THE TASK: Filtering the records below, copy only those lines that include the word "dispatches".

DATA FOR THIS EXERCISE:
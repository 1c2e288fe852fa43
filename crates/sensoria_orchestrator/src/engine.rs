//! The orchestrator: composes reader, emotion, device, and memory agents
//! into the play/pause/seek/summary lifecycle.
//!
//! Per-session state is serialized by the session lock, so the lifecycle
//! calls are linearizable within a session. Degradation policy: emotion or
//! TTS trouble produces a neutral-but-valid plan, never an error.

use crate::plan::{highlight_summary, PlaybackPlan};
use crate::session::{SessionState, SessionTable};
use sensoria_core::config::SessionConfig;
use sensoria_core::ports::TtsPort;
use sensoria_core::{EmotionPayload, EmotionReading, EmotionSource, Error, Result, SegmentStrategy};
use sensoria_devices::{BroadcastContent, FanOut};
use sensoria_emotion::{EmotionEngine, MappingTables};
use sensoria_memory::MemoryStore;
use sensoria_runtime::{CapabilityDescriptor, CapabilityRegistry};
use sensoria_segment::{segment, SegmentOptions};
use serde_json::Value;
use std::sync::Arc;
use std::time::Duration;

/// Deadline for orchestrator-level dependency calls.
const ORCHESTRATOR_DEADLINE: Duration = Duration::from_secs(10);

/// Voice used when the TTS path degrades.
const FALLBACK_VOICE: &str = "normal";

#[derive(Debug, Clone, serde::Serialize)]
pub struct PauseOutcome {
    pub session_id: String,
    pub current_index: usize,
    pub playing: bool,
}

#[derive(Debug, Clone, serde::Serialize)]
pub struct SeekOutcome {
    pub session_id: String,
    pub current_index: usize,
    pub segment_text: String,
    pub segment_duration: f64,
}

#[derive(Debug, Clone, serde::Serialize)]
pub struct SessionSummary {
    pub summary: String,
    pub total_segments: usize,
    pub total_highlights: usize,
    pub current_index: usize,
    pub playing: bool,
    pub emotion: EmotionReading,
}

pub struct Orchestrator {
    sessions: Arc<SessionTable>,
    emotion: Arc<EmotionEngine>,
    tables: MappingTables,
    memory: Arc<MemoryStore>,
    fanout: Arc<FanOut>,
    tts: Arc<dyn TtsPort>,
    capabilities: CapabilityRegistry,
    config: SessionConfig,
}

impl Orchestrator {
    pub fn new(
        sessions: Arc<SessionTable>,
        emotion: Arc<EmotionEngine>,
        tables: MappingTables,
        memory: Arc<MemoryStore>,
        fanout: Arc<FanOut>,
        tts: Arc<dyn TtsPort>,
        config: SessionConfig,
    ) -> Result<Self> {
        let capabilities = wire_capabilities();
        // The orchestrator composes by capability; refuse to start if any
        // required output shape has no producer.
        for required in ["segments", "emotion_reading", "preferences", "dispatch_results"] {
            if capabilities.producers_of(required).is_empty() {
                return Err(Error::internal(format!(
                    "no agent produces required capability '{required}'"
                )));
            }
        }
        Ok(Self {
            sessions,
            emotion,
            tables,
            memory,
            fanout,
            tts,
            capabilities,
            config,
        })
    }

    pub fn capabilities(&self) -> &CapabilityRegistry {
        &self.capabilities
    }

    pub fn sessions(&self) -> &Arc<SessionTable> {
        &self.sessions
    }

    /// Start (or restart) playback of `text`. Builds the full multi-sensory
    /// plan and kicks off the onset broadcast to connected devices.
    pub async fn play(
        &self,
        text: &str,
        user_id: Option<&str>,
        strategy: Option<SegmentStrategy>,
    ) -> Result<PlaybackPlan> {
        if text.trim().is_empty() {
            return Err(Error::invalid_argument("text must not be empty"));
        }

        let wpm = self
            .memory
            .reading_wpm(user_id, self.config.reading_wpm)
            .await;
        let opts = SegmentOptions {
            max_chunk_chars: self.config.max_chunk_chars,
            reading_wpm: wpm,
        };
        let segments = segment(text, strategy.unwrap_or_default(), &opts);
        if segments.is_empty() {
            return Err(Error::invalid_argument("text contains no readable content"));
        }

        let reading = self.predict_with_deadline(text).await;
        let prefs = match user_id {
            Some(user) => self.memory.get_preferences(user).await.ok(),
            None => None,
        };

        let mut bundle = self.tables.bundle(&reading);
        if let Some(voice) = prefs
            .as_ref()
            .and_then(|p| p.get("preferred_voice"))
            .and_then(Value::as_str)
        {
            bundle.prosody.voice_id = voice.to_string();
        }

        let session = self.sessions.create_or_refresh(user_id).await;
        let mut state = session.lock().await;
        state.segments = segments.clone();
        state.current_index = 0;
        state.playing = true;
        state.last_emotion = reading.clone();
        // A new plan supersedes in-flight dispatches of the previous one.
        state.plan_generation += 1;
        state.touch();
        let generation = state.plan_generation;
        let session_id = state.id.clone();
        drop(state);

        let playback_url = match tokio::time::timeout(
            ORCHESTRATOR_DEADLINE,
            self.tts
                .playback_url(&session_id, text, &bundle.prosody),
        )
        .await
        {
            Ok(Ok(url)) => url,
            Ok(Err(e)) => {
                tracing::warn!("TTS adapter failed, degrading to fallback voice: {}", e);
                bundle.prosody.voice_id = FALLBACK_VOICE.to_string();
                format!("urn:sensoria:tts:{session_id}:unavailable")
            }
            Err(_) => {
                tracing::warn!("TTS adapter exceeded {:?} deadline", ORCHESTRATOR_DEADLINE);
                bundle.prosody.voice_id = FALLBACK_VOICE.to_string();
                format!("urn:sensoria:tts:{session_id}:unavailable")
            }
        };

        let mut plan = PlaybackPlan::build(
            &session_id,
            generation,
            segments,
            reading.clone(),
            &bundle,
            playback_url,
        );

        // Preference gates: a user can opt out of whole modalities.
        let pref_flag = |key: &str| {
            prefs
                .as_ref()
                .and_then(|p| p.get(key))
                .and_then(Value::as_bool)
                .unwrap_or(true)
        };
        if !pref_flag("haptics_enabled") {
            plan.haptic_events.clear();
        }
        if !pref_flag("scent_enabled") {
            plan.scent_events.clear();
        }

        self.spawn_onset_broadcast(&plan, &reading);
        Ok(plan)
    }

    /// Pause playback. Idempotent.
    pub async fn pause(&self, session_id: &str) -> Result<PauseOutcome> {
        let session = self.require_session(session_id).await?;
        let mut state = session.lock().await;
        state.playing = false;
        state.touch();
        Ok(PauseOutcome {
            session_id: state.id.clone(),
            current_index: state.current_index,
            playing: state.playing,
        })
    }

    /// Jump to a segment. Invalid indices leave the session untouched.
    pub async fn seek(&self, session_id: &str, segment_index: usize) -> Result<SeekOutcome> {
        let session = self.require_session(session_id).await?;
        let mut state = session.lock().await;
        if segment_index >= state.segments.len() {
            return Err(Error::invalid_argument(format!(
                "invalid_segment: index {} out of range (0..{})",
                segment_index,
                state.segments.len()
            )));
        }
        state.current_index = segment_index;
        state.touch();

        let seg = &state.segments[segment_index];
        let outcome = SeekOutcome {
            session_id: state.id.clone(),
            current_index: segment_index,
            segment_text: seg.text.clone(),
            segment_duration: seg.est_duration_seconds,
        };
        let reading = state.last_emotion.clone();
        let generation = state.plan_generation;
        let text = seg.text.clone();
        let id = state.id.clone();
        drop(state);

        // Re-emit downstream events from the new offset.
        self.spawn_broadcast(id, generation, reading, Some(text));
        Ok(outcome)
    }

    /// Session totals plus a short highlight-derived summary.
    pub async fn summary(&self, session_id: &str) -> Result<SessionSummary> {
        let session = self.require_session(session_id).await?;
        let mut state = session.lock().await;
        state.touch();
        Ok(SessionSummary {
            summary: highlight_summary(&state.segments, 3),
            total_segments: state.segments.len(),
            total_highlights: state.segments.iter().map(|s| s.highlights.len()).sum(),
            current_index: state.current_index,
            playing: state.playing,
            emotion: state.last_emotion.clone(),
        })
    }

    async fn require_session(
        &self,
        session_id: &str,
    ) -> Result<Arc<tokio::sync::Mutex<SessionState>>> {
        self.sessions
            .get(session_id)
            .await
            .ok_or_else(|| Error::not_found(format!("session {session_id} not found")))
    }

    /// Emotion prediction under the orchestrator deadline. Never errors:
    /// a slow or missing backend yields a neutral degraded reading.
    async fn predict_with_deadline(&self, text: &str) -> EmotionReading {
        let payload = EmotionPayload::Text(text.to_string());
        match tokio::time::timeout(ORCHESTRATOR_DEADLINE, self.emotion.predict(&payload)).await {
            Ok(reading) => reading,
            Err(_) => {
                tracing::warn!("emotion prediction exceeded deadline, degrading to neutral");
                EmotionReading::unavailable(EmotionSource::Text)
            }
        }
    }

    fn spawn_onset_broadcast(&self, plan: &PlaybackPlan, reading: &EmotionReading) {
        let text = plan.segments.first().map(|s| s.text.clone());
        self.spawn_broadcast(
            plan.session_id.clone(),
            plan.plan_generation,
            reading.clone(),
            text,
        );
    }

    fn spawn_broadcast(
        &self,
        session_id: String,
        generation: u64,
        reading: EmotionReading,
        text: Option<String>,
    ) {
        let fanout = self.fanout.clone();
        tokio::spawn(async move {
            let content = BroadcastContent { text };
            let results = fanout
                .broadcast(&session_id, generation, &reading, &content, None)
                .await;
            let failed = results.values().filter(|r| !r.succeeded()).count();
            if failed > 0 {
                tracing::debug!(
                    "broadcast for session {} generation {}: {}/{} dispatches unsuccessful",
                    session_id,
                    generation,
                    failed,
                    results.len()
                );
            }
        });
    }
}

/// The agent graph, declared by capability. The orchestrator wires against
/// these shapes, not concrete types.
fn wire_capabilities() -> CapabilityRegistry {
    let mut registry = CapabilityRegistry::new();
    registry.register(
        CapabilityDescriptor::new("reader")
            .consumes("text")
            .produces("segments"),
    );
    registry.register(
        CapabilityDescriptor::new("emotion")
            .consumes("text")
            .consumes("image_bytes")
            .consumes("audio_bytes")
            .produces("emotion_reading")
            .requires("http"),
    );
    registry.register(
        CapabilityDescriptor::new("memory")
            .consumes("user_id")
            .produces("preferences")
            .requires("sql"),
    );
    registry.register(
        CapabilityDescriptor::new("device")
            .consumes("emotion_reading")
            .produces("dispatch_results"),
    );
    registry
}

COMPLETED EXERCISE:
        // A new plan supersedes in-flight dispatches of the previous one.
                    "broadcast for session {} generation {}: {}/{} dispatches unsuccessful",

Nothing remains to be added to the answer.